It seems things are a little more advanced now with some semi-automated tools to do the job.

The length of time between the development of security patches and the development of exploits targeting the security holes they address has been dropping for some time.

Hackers exploit this period of time – the so-called patch window – to launch attacks against unpatched machines. Typically, exploits are developed by skilled hackers versed in the arcane intricacies of reverse engineering.

However, hackers have now begun using off-the-shelf tools to at least partially automate this process, a development that might lead to exploits coming out hours instead of days after the publication of patches.

It certainly does make the time between patch and exploit a lot faster, and this is fairly new. Thankfully someone has taken it upon themselves to research this subject further and educate us all about it.

It’s a scary thought having a working exploit a few minutes after receiving a patch! As you know many people don’t keep patches up to date, and those that do might only apply it after a few days so it gives the bad guys a dangerous windows in which they can mass-exploit people.

Security researchers at Berkeley, the University of Pittsburgh, and Carnegie Mellon have launched a research project investigating the approach [PDF], which relies on comparing the configuration of patched and unpatched machines.

In some cases hackers are able to develop an exploit just minutes after receiving a patch. Fortunately, for now, the technique is rather hit and miss.

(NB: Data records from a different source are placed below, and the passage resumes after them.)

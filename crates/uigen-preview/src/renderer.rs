//! Preview renderer: compile results in, preview state out.
//!
//! Every call to [`PreviewRenderer::render`] tears down the current frame and
//! starts a fresh one, so nothing a generated component did survives a
//! recompile. Failures never escape as Rust errors; they become
//! [`PreviewState::Failed`] with a structured payload.
//!
//! # Examples
//!
//! ```
//! use uigen_bundler::Bundler;
//! use uigen_core::{ExternalModules, FrameSettings};
//! use uigen_preview::PreviewRenderer;
//! use uigen_vfs::FilesBuilder;
//!
//! let fs = FilesBuilder::new()
//!     .add_file("/App.jsx", "export default () => <h1>Hi</h1>;")
//!     .build()
//!     .unwrap();
//! let externals = ExternalModules::default();
//! let bundle = Bundler::new(externals.clone()).bundle(&fs);
//!
//! let mut renderer = PreviewRenderer::new(FrameSettings::default(), externals);
//! assert!(renderer.render(bundle).is_ready());
//! ```

use crate::frame::{FrameMessage, LoadRequest, PreviewFrame};
use serde::Serialize;
use uigen_bundler::Bundle;
use uigen_core::{ErrorPayload, ErrorPolicy, ExternalModules, FrameSettings, Result};
use uuid::Uuid;

/// What the preview panel shows.
#[derive(Debug, Clone, PartialEq, Eq, Default, Serialize)]
#[serde(tag = "status", rename_all = "kebab-case")]
pub enum PreviewState {
    /// Nothing compiled yet
    #[default]
    Empty,
    /// A document is loaded in the frame
    Ready {
        /// HTML document shown in the frame
        document: String,
        /// Entry point of the bundle
        entry: String,
        /// Frame the document belongs to
        frame_id: Uuid,
    },
    /// The last compile pass or the running document failed
    Failed {
        /// What went wrong
        error: ErrorPayload,
        /// Previous document, kept only under the keep-last-good policy
        last_good: Option<String>,
    },
}

impl PreviewState {
    /// Returns `true` if a document is loaded.
    #[must_use]
    pub const fn is_ready(&self) -> bool {
        matches!(self, Self::Ready { .. })
    }

    /// Returns `true` if the preview is showing an error.
    #[must_use]
    pub const fn is_failed(&self) -> bool {
        matches!(self, Self::Failed { .. })
    }

    /// Current error, if any.
    #[must_use]
    pub const fn error(&self) -> Option<&ErrorPayload> {
        match self {
            Self::Failed { error, .. } => Some(error),
            _ => None,
        }
    }

    /// Document to display: the ready one, or the last good one next to an
    /// error.
    #[must_use]
    pub fn document(&self) -> Option<&str> {
        match self {
            Self::Ready { document, .. } => Some(document),
            Self::Failed { last_good, .. } => last_good.as_deref(),
            Self::Empty => None,
        }
    }

    /// Short status name (`empty`, `ready`, `failed`).
    #[must_use]
    pub const fn status(&self) -> &'static str {
        match self {
            Self::Empty => "empty",
            Self::Ready { .. } => "ready",
            Self::Failed { .. } => "failed",
        }
    }
}

/// Counters kept by a [`PreviewRenderer`].
#[derive(Debug, Clone, Copy, PartialEq, Eq, Default, Serialize)]
pub struct RendererStats {
    /// Compile results handed to the renderer
    pub renders: u64,
    /// Renders that ended in an error
    pub failures: u64,
    /// Frames that missed their deadline
    pub timeouts: u64,
    /// Errors reported by running documents
    pub runtime_errors: u64,
}

/// Owns the current frame and the preview state.
#[derive(Debug)]
pub struct PreviewRenderer {
    settings: FrameSettings,
    externals: ExternalModules,
    frame: Option<PreviewFrame>,
    bundle: Option<Bundle>,
    state: PreviewState,
    stats: RendererStats,
}

impl PreviewRenderer {
    /// Creates a renderer with no frame running.
    #[must_use]
    pub fn new(settings: FrameSettings, externals: ExternalModules) -> Self {
        Self {
            settings,
            externals,
            frame: None,
            bundle: None,
            state: PreviewState::Empty,
            stats: RendererStats::default(),
        }
    }

    /// Current state.
    #[must_use]
    pub const fn state(&self) -> &PreviewState {
        &self.state
    }

    /// Counters since creation.
    #[must_use]
    pub const fn stats(&self) -> RendererStats {
        self.stats
    }

    /// Frame settings in use.
    #[must_use]
    pub const fn settings(&self) -> &FrameSettings {
        &self.settings
    }

    /// Bundle loaded in the current frame.
    #[must_use]
    pub const fn bundle(&self) -> Option<&Bundle> {
        self.bundle.as_ref()
    }

    /// Shows the outcome of a compile pass.
    ///
    /// The previous frame is always torn down first. A failed compile or a
    /// frame that rejects the bundle moves the state to
    /// [`PreviewState::Failed`].
    pub fn render(&mut self, compiled: Result<Bundle>) -> &PreviewState {
        self.stats.renders += 1;
        self.teardown();

        let bundle = match compiled {
            Ok(bundle) => bundle,
            Err(error) => {
                tracing::info!(%error, "compile pass failed");
                return self.fail(ErrorPayload::from(&error));
            }
        };

        let mut frame = match PreviewFrame::spawn(&self.settings) {
            Ok(frame) => frame,
            Err(error) => return self.fail(ErrorPayload::from(&error)),
        };
        let request = self.load_request(&bundle);
        let reply = frame.load(request);
        if frame.is_abandoned() {
            self.stats.timeouts += 1;
        }

        match reply {
            FrameMessage::Ready { frame_id, document } => {
                tracing::info!(frame = %frame_id, entry = %bundle.entry, "preview ready");
                self.state = PreviewState::Ready {
                    document,
                    entry: bundle.entry.to_string(),
                    frame_id,
                };
                self.frame = Some(frame);
                self.bundle = Some(bundle);
                &self.state
            }
            FrameMessage::Error { error, .. } => {
                drop(frame);
                self.fail(error)
            }
        }
    }

    /// Relays an error report posted by the running document.
    ///
    /// The report passes through the frame, which turns it into a payload.
    /// Stack frames pointing into the bundle are mapped back to the project
    /// file and line when possible.
    pub fn relay_runtime_error(&mut self, report: &str) -> &PreviewState {
        self.stats.runtime_errors += 1;
        let mut payload = match self.frame.as_mut() {
            Some(frame) => frame.report_runtime_error(report),
            None => ErrorPayload::runtime(
                "Runtime error reported with no preview frame running",
                None,
            ),
        };
        if let Some(bundle) = &self.bundle {
            locate(bundle, &mut payload);
        }
        tracing::warn!(error = %payload, "preview runtime error");
        self.fail(payload)
    }

    /// Stops the frame and returns to [`PreviewState::Empty`].
    pub fn reset(&mut self) {
        self.teardown();
        self.state = PreviewState::Empty;
    }

    fn load_request(&self, bundle: &Bundle) -> LoadRequest {
        let mut imports: std::collections::BTreeMap<String, String> = bundle
            .externals
            .iter()
            .map(|m| (m.name.clone(), m.url.clone()))
            .collect();
        for name in [ExternalModules::FRAMEWORK, ExternalModules::MOUNT] {
            if let Some(module) = self.externals.get(name) {
                imports.insert(module.name, module.url);
            }
        }
        LoadRequest {
            entry: bundle.entry.to_string(),
            code: bundle.code.clone(),
            has_default_export: bundle.has_default_export,
            stylesheet: bundle.stylesheet(),
            imports,
        }
    }

    fn teardown(&mut self) {
        self.frame = None;
        self.bundle = None;
    }

    fn fail(&mut self, error: ErrorPayload) -> &PreviewState {
        self.stats.failures += 1;
        let last_good = match self.settings.error_policy {
            ErrorPolicy::ShowError => None,
            ErrorPolicy::KeepLastGood => self.state.document().map(ToString::to_string),
        };
        self.frame = None;
        self.state = PreviewState::Failed { error, last_good };
        &self.state
    }
}

/// Points a runtime payload at the project line of its first bundle frame.
fn locate(bundle: &Bundle, payload: &mut ErrorPayload) {
    if payload.path.is_some() {
        return;
    }
    let Some(stack) = payload.stack.as_deref() else {
        return;
    };
    let found = stack.lines().filter(|l| l.contains("blob:")).find_map(|frame| {
        let (line, column) = trailing_position(frame)?;
        let (path, source_line) = bundle.source_location(line)?;
        Some((path.to_string(), source_line, column))
    });
    if let Some((path, line, column)) = found {
        payload.path = Some(path);
        payload.line = Some(line);
        payload.column = Some(column);
    }
}

/// Parses the `:line:column` suffix of a stack frame such as
/// `at App (blob:null/abc:42:7)`.
fn trailing_position(frame: &str) -> Option<(usize, usize)> {
    let frame = frame.trim_end().trim_end_matches(')');
    let mut parts = frame.rsplitn(3, ':');
    let column = parts.next()?.parse().ok()?;
    let line = parts.next()?.parse().ok()?;
    parts.next()?;
    Some((line, column))
}
//! Command implementations for the `uigen` CLI.
//!
//! Each command reads its inputs, runs the preview pipeline, and prints a
//! report in the requested output format. Commands return an [`ExitCode`]
//! for outcomes the user should see in the status (a failed preview, a
//! failed tool call) and an error for unusable input.
//!
//! [`ExitCode`]: uigen_core::cli::ExitCode

pub mod apply;
pub mod common;
pub mod config;
pub mod render;
pub mod schema;
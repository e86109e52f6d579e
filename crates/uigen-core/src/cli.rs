//! Types shared by command line front ends.
//!
//! # Examples
//!
//! ```
//! use uigen_core::cli::{ExitCode, OutputFormat};
//!
//! let format: OutputFormat = "json".parse().unwrap();
//! assert_eq!(format.as_str(), "json");
//!
//! assert!(ExitCode::SUCCESS.is_success());
//! assert_eq!(ExitCode::INVALID_INPUT.as_i32(), 2);
//! ```

use std::fmt;
use std::str::FromStr;

/// How command results are printed.
#[derive(Debug, Clone, Copy, PartialEq, Eq, Hash, Default)]
pub enum OutputFormat {
    /// Pretty-printed JSON for machine parsing
    Json,
    /// Compact single-line JSON for scripts
    Text,
    /// Colored output for human reading
    #[default]
    Pretty,
}

impl OutputFormat {
    /// Returns the string representation of the format.
    #[must_use]
    pub const fn as_str(&self) -> &'static str {
        match self {
            Self::Json => "json",
            Self::Text => "text",
            Self::Pretty => "pretty",
        }
    }
}

impl fmt::Display for OutputFormat {
    fn fmt(&self, f: &mut fmt::Formatter<'_>) -> fmt::Result {
        f.write_str(self.as_str())
    }
}

impl FromStr for OutputFormat {
    type Err = crate::Error;

    fn from_str(s: &str) -> Result<Self, Self::Err> {
        match s.to_lowercase().as_str() {
            "json" => Ok(Self::Json),
            "text" => Ok(Self::Text),
            "pretty" => Ok(Self::Pretty),
            _ => Err(crate::Error::ConfigError {
                message: format!("invalid output format: '{s}' (expected: json, text, or pretty)"),
            }),
        }
    }
}

/// Process exit code with semantic meaning.
///
/// # Examples
///
/// ```
/// use uigen_core::cli::ExitCode;
///
/// let code = ExitCode::from_i32(1);
/// assert_eq!(code, ExitCode::ERROR);
/// assert!(!code.is_success());
/// ```
#[derive(Debug, Clone, Copy, PartialEq, Eq, Hash)]
pub struct ExitCode(i32);

impl ExitCode {
    /// Successful execution (exit code 0).
    pub const SUCCESS: Self = Self(0);

    /// The preview failed or a tool call failed (exit code 1).
    pub const ERROR: Self = Self(1);

    /// Invalid arguments, input files, or configuration (exit code 2).
    pub const INVALID_INPUT: Self = Self(2);

    /// Creates an exit code from an integer value.
    #[must_use]
    pub const fn from_i32(code: i32) -> Self {
        Self(code)
    }

    /// Returns the exit code as an integer.
    #[must_use]
    pub const fn as_i32(&self) -> i32 {
        self.0
    }

    /// Checks if the exit code represents success.
    #[must_use]
    pub const fn is_success(&self) -> bool {
        self.0 == 0
    }
}

impl Default for ExitCode {
    fn default() -> Self {
        Self::SUCCESS
    }
}

impl From<ExitCode> for i32 {
    fn from(code: ExitCode) -> Self {
        code.0
    }
}

impl fmt::Display for ExitCode {
    fn fmt(&self, f: &mut fmt::Formatter<'_>) -> fmt::Result {
        write!(f, "{}", self.0)
    }
}

#[cfg(test)]
mod tests {
    use super::*;

    #[test]
    fn test_output_format_parsing() {
        assert_eq!("json".parse::<OutputFormat>().unwrap(), OutputFormat::Json);
        assert_eq!("TEXT".parse::<OutputFormat>().unwrap(), OutputFormat::Text);
        assert_eq!("pretty".parse::<OutputFormat>().unwrap(), OutputFormat::Pretty);

        let err = "yaml".parse::<OutputFormat>().unwrap_err();
        assert!(err.is_config_error());
        assert!(err.to_string().contains("yaml"));
    }

    #[test]
    fn test_output_format_display_round_trip() {
        for format in [OutputFormat::Json, OutputFormat::Text, OutputFormat::Pretty] {
            assert_eq!(format.to_string().parse::<OutputFormat>().unwrap(), format);
        }
        assert_eq!(OutputFormat::default(), OutputFormat::Pretty);
    }

    #[test]
    fn test_exit_codes() {
        assert_eq!(ExitCode::default(), ExitCode::SUCCESS);
        assert_eq!(i32::from(ExitCode::ERROR), 1);
        assert_eq!(ExitCode::INVALID_INPUT.to_string(), "2");
        assert!(!ExitCode::INVALID_INPUT.is_success());
    }
}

More often than not the semi-automated process creates tools that only crash vulnerable applications, rather than creating a means to inject hostile code onto vulnerable machines.

Over time the technique is only likely to get more reliable.

I am certainly sure the technique will get refined and become more effecient over time as with everything, the fact that it exists shows the evolution of hacking and that the boundaries are always going to be pushed aside.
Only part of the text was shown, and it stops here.